The International Energy Agency expected the global demand for oil to increase to about 102 million barrels per day in the year 2023, due to the increased use of oil in generating electricity instead of gas, whose supplies from Russia to Europe have faltered, in addition to the relative improvement in economic performance in the major countries despite the Unfavorable factors including increased inflation.
But the concerns of Western countries are rising because of the shortage of oil supplies they may be exposed to next winter, especially since the confrontation between Russia and the West over the Ukrainian war is still continuing, and because the seasonal increase in demand for energy during the winter has shown its signs.
On the other hand, there is a shortage in global oil supplies due to the circumstances of the war between Russia and Ukraine, in addition to what the OPEC+ group is doing in restricting the use of surplus production capacities, and full coordination between its largest producers (Saudi Arabia and Russia) to reduce oil production, all of which are factors that will lead to higher energy prices, increased chances of inflation, and a decline in global economic growth rates.

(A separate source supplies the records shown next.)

//! Diagnostic severity levels ordered from least to most severe.

use serde::{Deserialize, Serialize};
use std::fmt;

/// The severity level of a diagnostic message.
///
/// Ordered from least severe (`Note`) to most severe (`Error`).
#[derive(Clone, Copy, PartialEq, Eq, PartialOrd, Ord, Hash, Debug, Serialize, Deserialize)]
#[serde(rename_all = "lowercase")]
pub enum Severity {
    /// Trace output that does not indicate a problem.
    Note,
    /// Input that was skipped or approximated; the run continues.
    Warning,
    /// Input that could not be lowered; the run is reported as failed.
    Error,
}

impl Severity {
    /// Returns `true` if this severity is [`Error`](Severity::Error).
    pub fn is_error(self) -> bool {
        self == Severity::Error
    }
}

impl fmt::Display for Severity {
    fn fmt(&self, f: &mut fmt::Formatter<'_>) -> fmt::Result {
        match self {
            Severity::Note => write!(f, "note"),
            Severity::Warning => write!(f, "warning"),
            Severity::Error => write!(f, "error"),
        }
    }
}

#[cfg(test)]
mod tests {
    use super::*;

    #[test]
    fn ordering() {
        assert!(Severity::Note < Severity::Warning);
        assert!(Severity::Warning < Severity::Error);
    }

    #[test]
    fn is_error() {
        assert!(Severity::Error.is_error());
        assert!(!Severity::Warning.is_error());
        assert!(!Severity::Note.is_error());
    }

    #[test]
    fn display_and_serde_agree() {
        assert_eq!(Severity::Warning.to_string(), "warning");
        assert_eq!(serde_json::to_string(&Severity::Warning).unwrap(), "\"warning\"");
    }
}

Recently, oil prices crossed the $90 per barrel barrier, and are likely to continue rising and exceed the $100 per barrel level in the months of the fourth quarter of 2023 (October, November, and December) due to the agreement of Saudi Arabia and Russia to extend their voluntary production cuts at a rate of one million barrels per day from Saudi Arabia and 300 thousand barrels per day from Russia until the end of this year 2023, aiming to reduce global inventories further in order to support oil prices towards the rise.
It is worth noting that the reduction in production and the subsequent increase in prices were not accepted by the United States and some Western countries, which criticized the close cooperation between Saudi Arabia and Russia in reducing production, just as they criticized Russia launching its war on Ukraine and using natural gas supplies as a means of putting pressure on Europe.
The International Energy Agency also believes that the main goal of the recent successive production cuts from the OPEC+ group is to seek to increase oil prices, and not what OPEC leaders declare that the cuts are aimed at maintaining market stability and balance.
This issue of the Oil and Gas World magazine deals with the developments occurring in the Arab oil countries in the midst of these global circumstances. It focuses on the most important developments in the oil and gas sector in ten Arab oil-producing countries, including three countries in North Africa (Egypt, Libya, and Algeria), and seven countries in the Arabian Gulf region (Saudi Arabia, Bahrain, Emirates, Qatar, Kuwait, Oman, and Iraq).
I hope that this issue of the magazine will be satisfactory for those who seek to follow developments in the oil and gas sector in the Arab region.
I also extend my thanks to everyone who helped in completing the issue, whether from employees within the magazine, or from its affiliates inside and outside Egypt in Arab and foreign countries.